The 2021 Application Did Not Give Rise to an Abuse of Process
The SCC began by identifying the purpose and remedies sought in each of the three legal proceedings[23]:
- The 1994 Action set out MNS’s claims for, and sought declarations of, Aboriginal title and commercial harvesting rights over land in northwestern Saskatchewan.
- The 2020 Action’s purpose was to delineate the scope of the Provincial Government’s duty to consult in a general sense, and sought declarations with respect to the consultation policy.
- The 2021 Action sought judicial review of the decision to grant the Permits, including a declaration that the Provincial Government has a duty to consult regarding the impact of the Permits on the Métis claim of Aboriginal title and commercial harvesting rights.
The Court noted that the status of the stayed 1994 Action was not dispositive of the issue, as the duty to consult operates pending a final determination of claims[24]. It held there was no basis for finding an abuse of process with respect to the 1994 Action[25].
The 2020 Action addressed the general duty to consult, while the 2021 Application focused on whether this duty was fulfilled before issuing the Permits[26]. The Court deemed it a misuse of the abuse of process doctrine to "immunize" the Provincial Government’s actions from judicial review[27]. The SCC highlighted that the 2021 Application would likely be informed by the pending 2020 Action, and that risks of potential inconsistencies could be managed through case management (i.e., adjourning the 2021 Application until the 2020 Action was decided)[28]. The SCC concluded there was no basis for finding an abuse of process with respect to the 2020 Action[29].
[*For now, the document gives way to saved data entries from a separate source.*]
use super::*;

#[test]
fn cache_aligned_occupies_a_full_line() {
    assert_eq!(std::mem::align_of::<CacheAligned<u32>>(), CACHE_LINE_SIZE);
    assert_eq!(std::mem::size_of::<CacheAligned<u32>>(), CACHE_LINE_SIZE);

    let pair = [CacheAligned::new(1u32), CacheAligned::new(2u32)];
    let a = &pair[0] as *const _ as usize;
    let b = &pair[1] as *const _ as usize;
    assert_eq!(b - a, CACHE_LINE_SIZE);
    assert_eq!(*pair[1], 2);
}

#[test]
fn align_up_rounds_to_power_of_two() {
    assert_eq!(align_up(0, 64), Some(0));
    assert_eq!(align_up(1, 64), Some(64));
    assert_eq!(align_up(64, 64), Some(64));
    assert_eq!(align_up(65, 8), Some(72));
    assert_eq!(align_up(usize::MAX, 64), None);
}

#[test]
fn ids_expose_indices() {
    assert_eq!(PhaseId(3).index(), 3);
    assert_eq!(TechniqueId(7).index(), 7);
}
//! Expression source loading
//!
//! Opens the input files given at startup and feeds them to a `PuzzleStore`.

use super::PuzzleStore;
use crate::error::{HangmanError, Result};
use std::fs::File;
use std::io::BufReader;
use std::path::Path;
use tracing::info;

/// Load one file into an existing store
///
/// Returns the number of expressions added.
///
/// # Errors
///
/// Returns `HangmanError::SourceOpen` if the file cannot be opened, or any
/// error from `PuzzleStore::load` while reading it.
pub fn load_file<P: AsRef<Path>>(store: &mut PuzzleStore, path: P) -> Result<usize> {
    let path = path.as_ref();
    let file = File::open(path).map_err(|source| HangmanError::SourceOpen {
        path: path.to_path_buf(),
        source,
    })?;

    store.load(BufReader::new(file), &path.display().to_string())
}

/// Build the expression database from every source, in order
///
/// # Errors
///
/// Fails on the first source that cannot be opened or read.
///
/// # Examples
/// ```no_run
/// use hangman::puzzle::loader::load_files;
///
/// let store = load_files(&["data/proverbs.txt", "data/animals.txt"]).unwrap();
/// println!("Loaded {} expressions", store.active_expressions());
/// ```
pub fn load_files<P: AsRef<Path>>(paths: &[P]) -> Result<PuzzleStore> {
    let mut store = PuzzleStore::new();
    for path in paths {
        load_file(&mut store, path)?;
    }

    info!(
        sources = paths.len(),
        expressions = store.active_expressions(),
        chars = store.active_chars(),
        "expression database ready"
    );
    Ok(store)
}

#[cfg(test)]
mod tests {
    use super::*;
    use std::fs;
    use std::path::PathBuf;

    fn temp_source(name: &str, content: &str) -> PathBuf {
        let path = std::env::temp_dir().join(format!("hangman-{}-{name}", std::process::id()));
        fs::write(&path, content).unwrap();
        path
    }

    #[test]
    fn load_files_reads_all_sources_in_order() {
        let first = temp_source("first.txt", "Apple\nBanana\n");
        let second = temp_source("second.txt", "cherry  pie\n");

        let store = load_files(&[&first, &second]).unwrap();
        assert_eq!(store.len(), 3);
        assert_eq!(store.get(0).unwrap().text(), "apple");
        assert_eq!(store.get(2).unwrap().text(), "cherry pie");

        fs::remove_file(first).unwrap();
        fs::remove_file(second).unwrap();
    }

    #[test]
    fn missing_file_is_source_open_error() {
        let missing = std::env::temp_dir().join("hangman-definitely-missing.txt");
        let err = load_files(&[&missing]).unwrap_err();
        assert!(matches!(err, HangmanError::SourceOpen { ref path, .. } if *path == missing));
    }

    #[test]
    fn empty_file_loads_nothing() {
        let empty = temp_source("empty.txt", "");
        let mut store = PuzzleStore::new();
        assert_eq!(load_file(&mut store, &empty).unwrap(), 0);
        assert!(store.is_empty());
        fs::remove_file(empty).unwrap();
    }
}
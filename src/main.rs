//! Hangman - CLI
//!
//! Terminal hangman with a full-screen TUI and a simple line mode.

use anyhow::{Result, bail};
use clap::{Parser, ValueEnum};
use hangman::{
    commands::run_simple,
    game::GameSession,
    interactive::{App, run_tui},
    logging::init_logging,
    puzzle::loader::load_files,
};
use std::path::PathBuf;

#[derive(Parser)]
#[command(
    name = "hangman",
    about = "Guess the hidden expression before the hangman is complete",
    version,
    author
)]
struct Cli {
    /// Text files with one word or expression per line
    #[arg(required = true, value_name = "SOURCE")]
    sources: Vec<PathBuf>,

    /// Interface: tui (default, full screen) or simple (line based)
    #[arg(short, long, value_enum, default_value_t = Mode::Tui)]
    mode: Mode,

    /// Seed for expression selection, for reproducible games
    #[arg(short, long)]
    seed: Option<u64>,

    /// Write logs to this file (filter with RUST_LOG)
    #[arg(long, value_name = "PATH")]
    log_file: Option<PathBuf>,
}

#[derive(Clone, Copy, Debug, PartialEq, Eq, ValueEnum)]
enum Mode {
    Tui,
    Simple,
}

fn main() -> Result<()> {
    let cli = Cli::parse();

    init_logging(cli.log_file.as_deref())?;

    // Build the expression database from every source
    let store = load_files(&cli.sources)?;
    if store.is_empty() {
        bail!(
            "no expressions found in {} source file(s)",
            cli.sources.len()
        );
    }

    let mut session = match cli.seed {
        Some(seed) => GameSession::seeded(store, seed),
        None => GameSession::new(store),
    };

    match cli.mode {
        Mode::Tui => run_tui(App::new(session)),
        Mode::Simple => run_simple(&mut session),
    }
}

#[cfg(test)]
mod tests {
    use super::*;
    use clap::CommandFactory;

    #[test]
    fn cli_definition_is_valid() {
        Cli::command().debug_assert();
    }

    #[test]
    fn sources_are_required() {
        assert!(Cli::try_parse_from(["hangman"]).is_err());
    }

    #[test]
    fn parses_mode_and_seed() {
        let cli =
            Cli::try_parse_from(["hangman", "-m", "simple", "--seed", "7", "a.txt", "b.txt"])
                .unwrap();
        assert_eq!(cli.mode, Mode::Simple);
        assert_eq!(cli.seed, Some(7));
        assert_eq!(cli.sources.len(), 2);
        assert!(cli.log_file.is_none());
    }

    #[test]
    fn defaults_to_tui() {
        let cli = Cli::try_parse_from(["hangman", "words.txt"]).unwrap();
        assert_eq!(cli.mode, Mode::Tui);
    }
}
The SCC emphasized the importance of considering the unique context of litigation aimed at vindicating Aboriginal rights when determining the existence of an abuse of process. The SCC further noted that court procedures should facilitate, not hinder, the just resolution of Aboriginal claims[30].
Implications
Although this decision pertains to an appeal on a motion to strike pleadings and the SCC makes no findings regarding the merits of MNS's claimed Aboriginal title and rights, or whether the Provincial Government owed or breached the duty to consult, it remains significant for MNS. Due to the long and challenging journey the Métis have faced in proving their rights or having those rights recognized through negotiations, Métis litigants are particularly vulnerable to the doctrine of abuse of process. By confirming that MNS will have its day in court to have its claims heard, the SCC has clearly signaled that courts must be sensitive to the unique context of Aboriginal rights litigation when deciding whether to refuse to hear a matter on its merits on the basis of the doctrine of abuse of process.